At Particle Sciences, we know that formulating BCS Class II and IV compounds is not one-size-fits-all. That is why we employ a range of techniques to achieve your goals. We are a full-service partner, offering formulation, manufacturing, and analytical support services for a range of dosage forms.

API Physical Modification Services

Nanomilling

A process by which the particle size of an API is reduced in a liquid vehicle (typically aqueous) via grinding using polymeric or ceramic beads to increase the dissolution rate. This technique is also referred to as high-energy media milling.

Learn more about Nanomilling services.

Micronization

Another particle size reduction technique that commonly uses pressurized air (jet milling) to achieve micron-scale particles with higher dissolution rates.

Co-Crystals

A technique where API molecules and co-crystal formers (AKA co-formers) form a single crystal lattice with higher solubility than the individual components.

Amorphous Solutions and Dispersions

A technique where API particles are dispersed in an excipient (via hot melt extrusion or spray drying) to stabilize the API in an amorphous state, leading to higher solubility.

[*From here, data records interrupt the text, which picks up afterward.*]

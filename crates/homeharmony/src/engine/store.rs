use std::sync::Arc;
use std::sync::Mutex;
use std::sync::MutexGuard;

use arc_swap::ArcSwap;
use tokio::sync::broadcast;
use tokio::sync::mpsc;
use tokio::sync::oneshot;
use tracing::debug;
use tracing::info;
use tracing::warn;

use super::event::ChangeSource;
use super::event::Event;
use super::state::DeviceStates;
use crate::catalog::Catalog;
use crate::remote::device_path;
use crate::remote::RemoteError;
use crate::remote::RemoteStore;

/// Capacity of the state-change broadcast channel. Slow subscribers lag
/// rather than block writers.
const EVENT_CHANNEL_SIZE: usize = 256;

#[derive(Debug, thiserror::Error, PartialEq, Eq)]
pub enum StoreError {
    #[error("unknown device '{0}'")]
    UnknownDevice(String),

    #[error("remote store '{0}' cannot be read")]
    ReadUnsupported(String),

    #[error("failed to read '{device_id}' from the remote store: {reason}")]
    RemoteRead { device_id: String, reason: String },
}

/// A remote write in flight.
///
/// Dropping it leaves the write queued; failures are logged either way.
#[derive(Debug)]
pub struct PendingWrite {
    device_id: String,
    value: bool,
    result: oneshot::Receiver<Result<(), RemoteError>>,
}

impl PendingWrite {
    pub fn device_id(&self) -> &str {
        &self.device_id
    }

    /// The value that was applied locally and sent to the remote store
    pub fn value(&self) -> bool {
        self.value
    }

    /// Wait for the remote store to acknowledge (or reject) the write.
    pub async fn outcome(self) -> Result<(), RemoteError> {
        match self.result.await {
            Ok(result) => result,
            Err(_) => Err(RemoteError::Task("remote writer stopped".to_string())),
        }
    }
}

struct RemoteWrite {
    path: String,
    value: bool,
    reply: oneshot::Sender<Result<(), RemoteError>>,
}

/// Apply remote writes one at a time, in the order they were queued.
async fn run_writer(remote: Arc<dyn RemoteStore>, mut queue: mpsc::UnboundedReceiver<RemoteWrite>) {
    while let Some(write) = queue.recv().await {
        let result = remote.write(&write.path, write.value).await;
        match &result {
            Ok(()) => debug!("Remote write {} = {} acknowledged", write.path, write.value),
            Err(e) => warn!("Remote write {} = {} failed: {}", write.path, write.value, e),
        }
        // The caller may have dropped its PendingWrite
        let _ = write.reply.send(result);
    }
    debug!("Remote writer exiting");
}

/// Source of truth for device on/off state.
///
/// Writes are optimistic: the local snapshot changes immediately and the
/// remote write is queued to a single writer task, so the remote store sees
/// writes in call order. Nothing is rolled back if a remote write fails.
pub struct DeviceStateStore {
    catalog: Arc<Catalog>,

    /// Current snapshot (readers load the Arc, writers store a new one)
    state: ArcSwap<DeviceStates>,

    /// Serializes writers so toggles read-modify-write atomically
    write_lock: Mutex<()>,

    /// Used directly for reads; writes go through `writes`
    remote: Arc<dyn RemoteStore>,

    writes: mpsc::UnboundedSender<RemoteWrite>,

    events: broadcast::Sender<Event>,
}

impl DeviceStateStore {
    /// Spawns the remote writer, so must be called from within a tokio
    /// runtime. The writer exits once the store is dropped and its queue
    /// is drained.
    pub fn new(catalog: Arc<Catalog>, remote: Arc<dyn RemoteStore>) -> Self {
        let (events, _) = broadcast::channel(EVENT_CHANNEL_SIZE);
        let (writes, queue) = mpsc::unbounded_channel();
        tokio::spawn(run_writer(remote.clone(), queue));
        Self {
            state: ArcSwap::from_pointee(DeviceStates::for_catalog(&catalog)),
            catalog,
            write_lock: Mutex::new(()),
            remote,
            writes,
            events,
        }
    }

    pub fn catalog(&self) -> &Arc<Catalog> {
        &self.catalog
    }

    /// Get a snapshot of the current state.
    pub fn snapshot(&self) -> Arc<DeviceStates> {
        self.state.load_full()
    }

    pub fn get(&self, device_id: &str) -> Result<bool, StoreError> {
        self.state
            .load()
            .get(device_id)
            .ok_or_else(|| StoreError::UnknownDevice(device_id.to_string()))
    }

    /// Receive a [`Event::DeviceStateChanged`] for every applied change.
    pub fn subscribe(&self) -> broadcast::Receiver<Event> {
        self.events.subscribe()
    }

    /// Queue a remote write of `value` and apply it locally.
    pub fn set_state(
        &self,
        device_id: &str,
        value: bool,
        source: ChangeSource,
    ) -> Result<PendingWrite, StoreError> {
        let guard = self.lock_writes();
        self.set_locked(&guard, device_id, value, source)
    }

    /// Flip a device. Returns the write for the new value.
    pub fn toggle(
        &self,
        device_id: &str,
        source: ChangeSource,
    ) -> Result<PendingWrite, StoreError> {
        let guard = self.lock_writes();
        let current = self.get(device_id)?;
        self.set_locked(&guard, device_id, !current, source)
    }

    /// Replace local defaults with whatever the remote store holds.
    ///
    /// Returns the number of devices that had a remote value.
    pub async fn hydrate(&self) -> usize {
        if !self.remote.supports_read() {
            info!(
                "Remote store '{}' cannot be read, starting with all devices off",
                self.remote.name()
            );
            return 0;
        }

        let mut loaded = 0;
        for device in self.catalog.iter() {
            match self.load(&device.id).await {
                Ok(Some(_)) => loaded += 1,
                Ok(None) => {}
                Err(e) => warn!("{}", e),
            }
        }

        info!("Loaded {} device states from remote store", loaded);
        loaded
    }

    /// Replace one device's local value with the remote one.
    ///
    /// Returns the remote value; `None` leaves the local value as it was.
    pub async fn load(&self, device_id: &str) -> Result<Option<bool>, StoreError> {
        if !self.catalog.contains(device_id) {
            return Err(StoreError::UnknownDevice(device_id.to_string()));
        }
        if !self.remote.supports_read() {
            return Err(StoreError::ReadUnsupported(self.remote.name().to_string()));
        }

        let value = self
            .remote
            .read(&device_path(device_id))
            .await
            .map_err(|e| StoreError::RemoteRead {
                device_id: device_id.to_string(),
                reason: e.to_string(),
            })?;

        if let Some(on) = value {
            let _guard = self.lock_writes();
            self.apply(device_id, on, ChangeSource::Remote);
        }
        Ok(value)
    }

    fn lock_writes(&self) -> MutexGuard<'_, ()> {
        self.write_lock.lock().unwrap_or_else(|e| e.into_inner())
    }

    fn set_locked(
        &self,
        _guard: &MutexGuard<'_, ()>,
        device_id: &str,
        value: bool,
        source: ChangeSource,
    ) -> Result<PendingWrite, StoreError> {
        if !self.catalog.contains(device_id) {
            return Err(StoreError::UnknownDevice(device_id.to_string()));
        }

        // Queued under the write lock, so queue order is call order
        let (reply, result) = oneshot::channel();
        let write = RemoteWrite {
            path: device_path(device_id),
            value,
            reply,
        };
        if self.writes.send(write).is_err() {
            warn!("Remote writer is gone, {} = {} will not be persisted", device_id, value);
        }

        self.apply(device_id, value, source);

        Ok(PendingWrite {
            device_id: device_id.to_string(),
            value,
            result,
        })
    }

    /// Store a new snapshot and notify subscribers. Callers hold the write lock.
    fn apply(&self, device_id: &str, on: bool, source: ChangeSource) {
        let mut state = DeviceStates::clone(&self.state.load());
        state.set(device_id, on);
        self.state.store(Arc::new(state));

        info!("Device state changed: {} -> on={} ({})", device_id, on, source);

        // No subscribers is fine
        let _ = self.events.send(Event::DeviceStateChanged {
            device_id: device_id.to_string(),
            on,
            source,
        });
    }
}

API Chemical Modification Services

pH Modification

A technique where the solubility of ionizable APIs is increased through the addition of acidic of basic excipients to a formulation.

Salt Formation

A process where the salt form of an ionizable API is formed by coupling the API with a counterion and crystallization solvents. Salt forms often exhibit higher solubility.

PEGylation

A technique where polyethylene glycol (PEG) is covalently or non-covalently bound to the surface of a large molecule, small molecule, or liposomal carrier, improving the solubility and half-life of an API.

Encapsulation Techniques

Micelles

Structures comprised of surfactants, which are amphiphilic compounds with a hydrophobic tail and hydrophilic head. Micelles are typically spherical and consist of a hydrophobic core for solubilizing API and a hydrophilic outer surface that faces the surrounding aqueous environment.

Liposomes

Structures comprised of one or more phospholipid bi-layers. Liposomes are typically spherical and are used to encapsulate water-soluble APIs in the core, oil-soluble APIs in the bilayer membrane(s), and, if made of cationic phospholipids, trap and deliver oligonucleotides for gene therapy.

Solid-Lipid Nanoparticles

Nano-scale particles comprised of lipidic materials (usually phospholipids, triglycerides, and natural waxes) that can solubilize a wide range of small and large molecule APIs.

Learn more about Solid-Lipid Nanoparticles.

Inclusion Complexes

β-cyclodextrins

Torus-shaped structures with a hydrophilic outer surface and a hollow, hydrophobic core where poorly water-soluble APIs are entrapped and carried to their site of action.

Serum Albumin

A biocompatible, naturally-occurring protein which is complexed with APIs to form bioresorbable nanoparticles with improved dissolution rates.